Then we stopped in at the Yale Bookstore which was artfully displaying five copies of The Bonobo Way right in front on their information desk. Unfortunately, the book wasn’t “in the system” (Harry the manager would rectify this the next day), so they couldn’t actually sell it yet. Nevertheless, when Jonathan Levi happened by and asked if he could buy a copy, the salesgal said I could sell it to him myself. Though I’d purchased Jon’s Septimania on Kindle, I felt funny hustling my esteemed classmate right there in the store, so I offered to give him a complimentary copy. But he insisted on paying more than full price, telling me to “keep the change” for bonobo conservation. Whatta guy! Not just a fantastic writer and skilled moderator, but a bonoboësque gentleman, and a scholar too.
PHOTOS 1-3: MAX. PHOTO 4: SHOSHANA
Afterwards, we scooped up a few more books and our friend David at the Duncan, changed hats and returned to Branford for cocktails (more cocktails!).
There I was part of a Yale Authors’ Showcase that found me between the world’s most famous Broadway General Manager, Peter Bogyo, and my fellow Saybrugian, Gerry Weaver. Gerry is a wonderful, evocative writer and author of two deliciously readable novels, Gospel Prism (for which I gave a much-deserved rave review) and The First First Gentleman (see rave review #2). His wife Lily, also a Yale grad, cared enough to bring us starving authors dumplings. Whatta gal!
At first, class interest was far greater in wine-tasting than book-perusing, but by the end of dinner, I’d sold all my copies of The Bonobo Way and the 10 Commandments of Pleasure, which isn’t saying much because I didn’t bring many.

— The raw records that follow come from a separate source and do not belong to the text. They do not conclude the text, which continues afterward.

//! In-memory store for embedding and tests.

use std::collections::HashMap;
use std::sync::Arc;

use async_trait::async_trait;
use parking_lot::Mutex;

use super::BaselineStore;
use crate::Result;
use crate::monitor::{EntityKind, PictureBaseline, SetBaseline};

#[derive(Default)]
struct Inner {
    sets: HashMap<EntityKind, SetBaseline>,
    picture: Option<PictureBaseline>,
}

#[derive(Default, Clone)]
pub struct MemoryBaselineStore {
    inner: Arc<Mutex<Inner>>,
}

impl MemoryBaselineStore {
    pub fn new() -> Self {
        Self::default()
    }

    pub fn set(&self, kind: EntityKind) -> Option<SetBaseline> {
        self.inner.lock().sets.get(&kind).cloned()
    }

    pub fn picture(&self) -> Option<PictureBaseline> {
        self.inner.lock().picture.clone()
    }
}

#[async_trait]
impl BaselineStore for MemoryBaselineStore {
    async fn load_set(&self, kind: EntityKind) -> Result<Option<SetBaseline>> {
        Ok(self.set(kind))
    }

    async fn save_set(&self, kind: EntityKind, baseline: &SetBaseline) -> Result<()> {
        self.inner.lock().sets.insert(kind, baseline.clone());
        Ok(())
    }

    async fn load_picture(&self) -> Result<Option<PictureBaseline>> {
        Ok(self.picture())
    }

    async fn save_picture(&self, baseline: &PictureBaseline) -> Result<()> {
        self.inner.lock().picture = Some(baseline.clone());
        Ok(())
    }
}
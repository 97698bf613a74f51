//! Application-wide error types.

use std::path::{Path, PathBuf};

use thiserror::Error;

use crate::api::ApiError;
use crate::credentials::CredentialError;

/// Application-wide result type.
pub type Result<T> = std::result::Result<T, Error>;

/// Application-wide error type.
#[derive(Error, Debug)]
pub enum Error {
    #[error("Credential error: {0}")]
    Credential(#[from] CredentialError),

    #[error("API error: {0}")]
    Api(#[from] ApiError),

    #[error("Network call '{operation}' exceeded its {timeout_secs}s deadline")]
    NetworkTimeout {
        operation: &'static str,
        timeout_secs: u64,
    },

    #[error("Monitored profile not found: {0}")]
    EntityNotFound(String),

    #[error("Configuration error: {0}")]
    Configuration(String),

    #[error("Serialization error: {0}")]
    Serialization(#[from] serde_json::Error),

    #[error("IO error while {op} ({path}): {source}")]
    IoPath {
        op: &'static str,
        path: PathBuf,
        #[source]
        source: std::io::Error,
    },

    #[error("IO error: {0}")]
    Io(#[from] std::io::Error),

    #[error("{0}")]
    Other(String),
}

impl Error {
    pub fn config(msg: impl Into<String>) -> Self {
        Self::Configuration(msg.into())
    }

    pub fn io_path(op: &'static str, path: &Path, source: std::io::Error) -> Self {
        Self::IoPath {
            op,
            path: path.to_path_buf(),
            source,
        }
    }

    /// Auth failure for the active backend that needs operator attention.
    pub fn is_auth_fatal(&self) -> bool {
        match self {
            Self::Credential(e) => e.requires_relogin(),
            _ => false,
        }
    }

    /// Whether the loop may simply try again on the next cycle.
    pub fn is_retryable(&self) -> bool {
        match self {
            Self::Credential(e) => !e.requires_relogin(),
            Self::Api(e) => e.is_transient() || matches!(e, ApiError::Unauthorized),
            Self::NetworkTimeout { .. } => true,
            Self::EntityNotFound(_) => true,
            Self::Io(_) | Self::IoPath { .. } => true,
            Self::Configuration(_) | Self::Serialization(_) | Self::Other(_) => false,
        }
    }
}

But hey, sold out is “sold out.”
Then stalwart veterans of the Yale Band blew their horns and ushered us over to the Yale Dramat where we were entertained by a really impressive showcase of some of our classmates’ known and unknown musical and comedic talents. A stand-out among sensations, Nat Adderley, Jr. (son of jazz composer Nat Adderley, Sr. and nephew of jazz alto saxophonist Cannonball Adderley), blew us all away with his virtuoso piano and tales of his creative process as arranger for the late great Luther Vandross.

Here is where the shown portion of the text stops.